Closed Bug 715470 Opened 13 years ago Closed 10 years ago

Developers should specifiy which origins an addon can reach through XHR

Categories

(Add-on SDK Graveyard :: General, defect, P2)

defect

Tracking

(Not tracked)

RESOLVED FIXED

People

(Reporter: public, Unassigned)

Details

XHR calls made from addons are privileged and can reach websites on different origins.

To mitigate the security risks implied by this possibility, the "Addons SDK" of Safari[1] and Chrome[2] require developers to specify which origins can be accessed by the plugin.

This has two security benefits:
- If the addon SDK or the addon itself ever have a security flaw that allows Web content to escalate privileges, the potential damages should be limited to the "permitted origins".
- If those "permitted origins" are specified in the addon manifest, it makes it possible to inform the user which website the addon will be given access to. This allows them to spot potentially malicious or misbehaving addons.

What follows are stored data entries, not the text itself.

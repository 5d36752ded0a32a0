//! The task lifecycle contract and the specs a pipeline is built from.

use std::fmt;

use crate::config::{Config, ConfigError};
use crate::error::TaskError;

use super::bag::{Outputs, ParameterBag};

/// A unit of work with a load → process → save lifecycle.
pub trait Task {
    /// What `load_inputs` hands to `process`.
    type Inputs;
    /// What `process` produces and `save_results` persists.
    type Output;

    fn name(&self) -> &str;

    fn load_inputs(&mut self) -> Result<Self::Inputs, TaskError>;

    fn process(&mut self, inputs: Self::Inputs) -> Result<Self::Output, TaskError>;

    fn save_results(&mut self, output: &Self::Output) -> Result<(), TaskError>;

    /// Names the results for the parameter bag.
    fn into_outputs(self, output: Self::Output) -> Outputs;

    fn run(mut self) -> Result<Outputs, TaskError>
    where
        Self: Sized,
    {
        let inputs = self.load_inputs()?;
        let output = self.process(inputs)?;
        self.save_results(&output)?;
        Ok(self.into_outputs(output))
    }
}

/// A task that copies what it needs out of the parameter bag.
pub trait FromBag: Task + Sized {
    const NAME: &'static str;

    fn from_bag(bag: &ParameterBag) -> Result<Self, TaskError>;
}

/// Object-safe view of a [`Task`] used by the engine.
pub trait RunnableTask {
    fn name(&self) -> &str;

    fn run(self: Box<Self>) -> Result<Outputs, TaskError>;
}

impl<T: Task> RunnableTask for T {
    fn name(&self) -> &str {
        Task::name(self)
    }

    fn run(self: Box<Self>) -> Result<Outputs, TaskError> {
        Task::run(*self)
    }
}

type BuildFn = dyn Fn(&ParameterBag) -> Result<Box<dyn RunnableTask>, TaskError>;

/// One entry of a pipeline's task list.
pub struct TaskSpec {
    name: String,
    enabled: bool,
    build: Box<BuildFn>,
}

impl TaskSpec {
    pub fn new<F>(name: impl Into<String>, enabled: bool, build: F) -> Self
    where
        F: Fn(&ParameterBag) -> Result<Box<dyn RunnableTask>, TaskError> + 'static,
    {
        Self {
            name: name.into(),
            enabled,
            build: Box::new(build),
        }
    }

    /// Spec for a task constructed through [`FromBag`].
    pub fn of<T: FromBag + 'static>(enabled: bool) -> Self {
        Self::new(T::NAME, enabled, |bag| {
            let task: Box<dyn RunnableTask> = Box::new(T::from_bag(bag)?);
            Ok(task)
        })
    }

    /// Spec whose flag is read from `pipelines.<pipeline>.tasks.<task>`.
    pub fn configured<T: FromBag + 'static>(
        config: &Config,
        pipeline: &str,
    ) -> Result<Self, ConfigError> {
        Ok(Self::of::<T>(config.task_enabled(pipeline, T::NAME)?))
    }

    pub fn name(&self) -> &str {
        &self.name
    }

    pub fn enabled(&self) -> bool {
        self.enabled
    }

    pub fn build(&self, bag: &ParameterBag) -> Result<Box<dyn RunnableTask>, TaskError> {
        (self.build)(bag)
    }
}

impl fmt::Debug for TaskSpec {
    fn fmt(&self, f: &mut fmt::Formatter<'_>) -> fmt::Result {
        f.debug_struct("TaskSpec")
            .field("name", &self.name)
            .field("enabled", &self.enabled)
            .finish_non_exhaustive()
    }
}

#[cfg(test)]
mod tests {
    use super::*;
    use crate::pipeline::Payload;
    use serde_json::json;

    struct Doubler {
        value: i64,
        saved: bool,
    }

    impl Task for Doubler {
        type Inputs = i64;
        type Output = i64;

        fn name(&self) -> &str {
            Self::NAME
        }

        fn load_inputs(&mut self) -> Result<i64, TaskError> {
            Ok(self.value)
        }

        fn process(&mut self, inputs: i64) -> Result<i64, TaskError> {
            Ok(inputs * 2)
        }

        fn save_results(&mut self, _output: &i64) -> Result<(), TaskError> {
            self.saved = true;
            Ok(())
        }

        fn into_outputs(self, output: i64) -> Outputs {
            assert!(self.saved, "save_results runs before outputs are named");
            let mut outputs = Outputs::new();
            outputs.insert("doubled".to_string(), Payload::Dict(json!(output)));
            outputs
        }
    }

    impl FromBag for Doubler {
        const NAME: &'static str = "doubler";

        fn from_bag(bag: &ParameterBag) -> Result<Self, TaskError> {
            let value = bag
                .dict("value")?
                .and_then(|v| v.as_i64())
                .ok_or_else(|| TaskError::MissingInput {
                    key: "value".to_string(),
                })?;
            Ok(Self {
                value,
                saved: false,
            })
        }
    }

    #[test]
    fn test_lifecycle_runs_in_order() {
        let task = Doubler {
            value: 21,
            saved: false,
        };
        let outputs = Task::run(task).unwrap();
        assert!(matches!(outputs.get("doubled"), Some(Payload::Dict(v)) if *v == json!(42)));
    }

    #[test]
    fn test_spec_builds_from_bag() {
        let spec = TaskSpec::of::<Doubler>(true);
        assert_eq!(spec.name(), "doubler");
        assert!(spec.enabled());

        let mut bag = ParameterBag::new();
        assert!(matches!(
            spec.build(&bag).err(),
            Some(TaskError::MissingInput { .. })
        ));

        bag.insert("value", Payload::Dict(json!(5)));
        let task = spec.build(&bag).unwrap();
        assert_eq!(task.name(), "doubler");
        let outputs = task.run().unwrap();
        assert_eq!(outputs.len(), 1);
    }

    #[test]
    fn test_configured_reads_flag() {
        let config = Config::from_yaml_str("pipelines:\n  demo:\n    tasks:\n      doubler: false\n")
            .unwrap();
        let spec = TaskSpec::configured::<Doubler>(&config, "demo").unwrap();
        assert!(!spec.enabled());

        let err = TaskSpec::configured::<Doubler>(&config, "other").unwrap_err();
        assert!(matches!(err, ConfigError::MissingKey(ref key) if key == "pipelines.other.tasks.doubler"));
    }
}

To make this change backward compatible, all origins should be allowed by default. This seems to defeat the first benefit listed above. But if developers are encouraged to use that feature, it should still result in an improved level of security and control for addon users.

[1] http://developer.apple.com/library/safari/documentation/Tools/Conceptual/SafariExtensionGuide/ExtensionPermissions/ExtensionPermissions.html#//apple_ref/doc/uid/TP40009977-CH8-SW4
[2] http://code.google.com/chrome/extensions/xhr.html#requesting-permission
Brian/Irakli, what thoughts do you guys have on how to do this?
Priority: -- → P2
Assignee: nobody → jsantell
So currently for cross origin XHR addons need to use the modules which have system principal. In the near future there will be another, simpler way for that, from content-script. For that addon developers will have to specify what origins they want to have access to, and the content-script sandbox will be created with an nsExpandedPrincipal for them, that will come with a special XHR object that allows access to these origins. Also the content-script will have same origin access to these origins.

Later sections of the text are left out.